- [Instructions to follow]: Scan the records below and copy every line that contains the string "truecase".
__________
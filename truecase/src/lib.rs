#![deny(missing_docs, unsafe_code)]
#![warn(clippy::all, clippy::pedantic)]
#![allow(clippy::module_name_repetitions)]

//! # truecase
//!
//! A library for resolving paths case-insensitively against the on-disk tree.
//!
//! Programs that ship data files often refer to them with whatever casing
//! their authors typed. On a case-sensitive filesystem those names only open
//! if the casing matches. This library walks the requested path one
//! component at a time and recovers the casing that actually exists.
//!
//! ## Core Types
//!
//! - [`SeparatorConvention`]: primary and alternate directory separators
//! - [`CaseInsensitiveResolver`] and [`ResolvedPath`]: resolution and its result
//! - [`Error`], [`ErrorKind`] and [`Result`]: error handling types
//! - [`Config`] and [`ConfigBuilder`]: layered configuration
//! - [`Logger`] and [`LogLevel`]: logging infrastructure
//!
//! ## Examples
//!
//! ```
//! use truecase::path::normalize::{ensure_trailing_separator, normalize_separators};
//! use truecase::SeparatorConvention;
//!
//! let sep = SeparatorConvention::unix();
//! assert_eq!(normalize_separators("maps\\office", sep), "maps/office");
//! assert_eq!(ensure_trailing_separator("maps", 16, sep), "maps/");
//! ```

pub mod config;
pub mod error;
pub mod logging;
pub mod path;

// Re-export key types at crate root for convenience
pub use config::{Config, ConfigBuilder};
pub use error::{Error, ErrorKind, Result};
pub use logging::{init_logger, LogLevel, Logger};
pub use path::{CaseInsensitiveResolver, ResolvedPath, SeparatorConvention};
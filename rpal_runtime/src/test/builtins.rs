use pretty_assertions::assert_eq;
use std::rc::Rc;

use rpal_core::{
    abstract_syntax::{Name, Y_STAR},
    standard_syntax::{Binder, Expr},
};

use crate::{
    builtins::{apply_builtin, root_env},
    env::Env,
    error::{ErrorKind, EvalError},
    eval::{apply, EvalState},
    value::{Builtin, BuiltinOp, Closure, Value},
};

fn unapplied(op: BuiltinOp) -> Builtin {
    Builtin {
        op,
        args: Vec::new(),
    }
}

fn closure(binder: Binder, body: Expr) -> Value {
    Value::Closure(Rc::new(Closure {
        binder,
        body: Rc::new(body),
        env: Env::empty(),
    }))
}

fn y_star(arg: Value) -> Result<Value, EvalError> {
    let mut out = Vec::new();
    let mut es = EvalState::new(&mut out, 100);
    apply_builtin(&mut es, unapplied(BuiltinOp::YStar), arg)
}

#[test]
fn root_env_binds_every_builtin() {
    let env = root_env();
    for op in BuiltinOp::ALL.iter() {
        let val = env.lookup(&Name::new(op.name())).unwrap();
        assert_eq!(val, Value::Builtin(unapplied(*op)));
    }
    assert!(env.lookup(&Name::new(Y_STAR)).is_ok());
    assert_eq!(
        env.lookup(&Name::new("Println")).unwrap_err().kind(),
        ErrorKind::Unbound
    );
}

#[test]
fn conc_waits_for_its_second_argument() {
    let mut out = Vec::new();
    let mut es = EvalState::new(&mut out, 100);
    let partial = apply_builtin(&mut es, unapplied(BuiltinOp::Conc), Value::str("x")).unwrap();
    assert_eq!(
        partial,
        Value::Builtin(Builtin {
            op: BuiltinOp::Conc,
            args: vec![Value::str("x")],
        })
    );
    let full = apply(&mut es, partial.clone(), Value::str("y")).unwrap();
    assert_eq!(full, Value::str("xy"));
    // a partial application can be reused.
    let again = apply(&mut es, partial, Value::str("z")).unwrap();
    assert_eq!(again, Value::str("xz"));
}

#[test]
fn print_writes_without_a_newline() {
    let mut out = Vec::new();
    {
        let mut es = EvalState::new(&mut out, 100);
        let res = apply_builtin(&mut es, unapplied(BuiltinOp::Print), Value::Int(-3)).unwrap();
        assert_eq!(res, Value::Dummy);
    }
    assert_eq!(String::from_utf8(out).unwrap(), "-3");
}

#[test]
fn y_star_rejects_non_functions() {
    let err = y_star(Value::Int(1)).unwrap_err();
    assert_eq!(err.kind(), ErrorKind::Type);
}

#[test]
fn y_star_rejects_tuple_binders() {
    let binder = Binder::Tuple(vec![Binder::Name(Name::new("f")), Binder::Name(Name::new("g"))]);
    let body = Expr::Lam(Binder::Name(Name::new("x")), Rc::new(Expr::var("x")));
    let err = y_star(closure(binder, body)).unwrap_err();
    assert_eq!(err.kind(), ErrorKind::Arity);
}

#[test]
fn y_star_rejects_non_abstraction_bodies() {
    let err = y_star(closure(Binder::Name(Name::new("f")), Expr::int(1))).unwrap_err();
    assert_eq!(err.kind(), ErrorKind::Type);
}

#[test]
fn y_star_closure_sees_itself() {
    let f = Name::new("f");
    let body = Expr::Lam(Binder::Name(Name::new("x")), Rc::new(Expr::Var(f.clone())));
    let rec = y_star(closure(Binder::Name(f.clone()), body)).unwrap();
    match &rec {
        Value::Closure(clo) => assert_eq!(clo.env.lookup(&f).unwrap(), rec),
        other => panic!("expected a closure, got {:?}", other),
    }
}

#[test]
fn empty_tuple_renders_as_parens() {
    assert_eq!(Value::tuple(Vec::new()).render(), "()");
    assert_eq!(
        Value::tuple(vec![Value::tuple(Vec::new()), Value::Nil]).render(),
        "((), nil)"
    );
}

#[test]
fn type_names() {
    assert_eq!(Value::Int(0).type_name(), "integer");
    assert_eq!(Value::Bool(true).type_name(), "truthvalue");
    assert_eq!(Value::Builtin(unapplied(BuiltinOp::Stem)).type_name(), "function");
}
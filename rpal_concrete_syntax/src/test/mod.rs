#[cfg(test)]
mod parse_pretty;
__________
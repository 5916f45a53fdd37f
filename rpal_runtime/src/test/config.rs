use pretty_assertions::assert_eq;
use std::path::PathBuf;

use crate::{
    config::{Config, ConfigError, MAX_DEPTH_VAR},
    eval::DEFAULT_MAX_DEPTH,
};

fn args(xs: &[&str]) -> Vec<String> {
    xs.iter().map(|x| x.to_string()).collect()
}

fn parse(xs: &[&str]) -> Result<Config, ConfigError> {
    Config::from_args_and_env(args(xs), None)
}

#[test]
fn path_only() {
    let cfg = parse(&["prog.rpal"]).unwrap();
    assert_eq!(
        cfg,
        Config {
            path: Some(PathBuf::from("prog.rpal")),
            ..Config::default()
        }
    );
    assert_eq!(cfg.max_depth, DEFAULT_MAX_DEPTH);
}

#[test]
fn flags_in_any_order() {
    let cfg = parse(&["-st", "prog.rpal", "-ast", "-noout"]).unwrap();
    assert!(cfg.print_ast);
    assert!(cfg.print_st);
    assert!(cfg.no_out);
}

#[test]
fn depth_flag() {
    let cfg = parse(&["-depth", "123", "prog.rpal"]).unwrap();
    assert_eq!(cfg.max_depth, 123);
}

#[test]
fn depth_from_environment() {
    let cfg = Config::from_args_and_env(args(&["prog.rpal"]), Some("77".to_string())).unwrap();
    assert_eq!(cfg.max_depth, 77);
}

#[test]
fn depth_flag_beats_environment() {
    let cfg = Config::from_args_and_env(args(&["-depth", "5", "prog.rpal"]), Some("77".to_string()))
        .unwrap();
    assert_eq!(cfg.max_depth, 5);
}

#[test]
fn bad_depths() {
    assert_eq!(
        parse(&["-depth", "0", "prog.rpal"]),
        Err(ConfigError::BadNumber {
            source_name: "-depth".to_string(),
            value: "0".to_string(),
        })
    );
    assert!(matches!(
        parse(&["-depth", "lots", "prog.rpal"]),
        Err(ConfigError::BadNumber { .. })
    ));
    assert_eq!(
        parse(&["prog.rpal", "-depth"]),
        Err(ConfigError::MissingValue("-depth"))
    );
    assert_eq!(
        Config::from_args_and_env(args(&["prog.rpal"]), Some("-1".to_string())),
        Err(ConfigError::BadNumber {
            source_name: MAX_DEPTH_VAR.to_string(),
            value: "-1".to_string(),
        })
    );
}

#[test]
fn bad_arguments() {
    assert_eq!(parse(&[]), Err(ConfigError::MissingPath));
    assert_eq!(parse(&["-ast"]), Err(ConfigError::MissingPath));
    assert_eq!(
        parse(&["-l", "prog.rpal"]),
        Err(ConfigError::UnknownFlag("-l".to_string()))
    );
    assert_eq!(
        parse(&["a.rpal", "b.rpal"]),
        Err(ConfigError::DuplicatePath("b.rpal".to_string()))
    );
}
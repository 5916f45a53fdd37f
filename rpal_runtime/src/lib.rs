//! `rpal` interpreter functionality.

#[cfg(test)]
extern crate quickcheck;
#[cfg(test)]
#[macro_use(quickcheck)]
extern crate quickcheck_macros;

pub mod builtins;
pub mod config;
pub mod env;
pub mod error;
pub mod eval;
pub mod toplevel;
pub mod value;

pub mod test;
__________
- [Answer]:
filename truecase/src/lib.rs
//! # truecase
//! use truecase::path::normalize::{ensure_trailing_separator, normalize_separators};
//! use truecase::SeparatorConvention;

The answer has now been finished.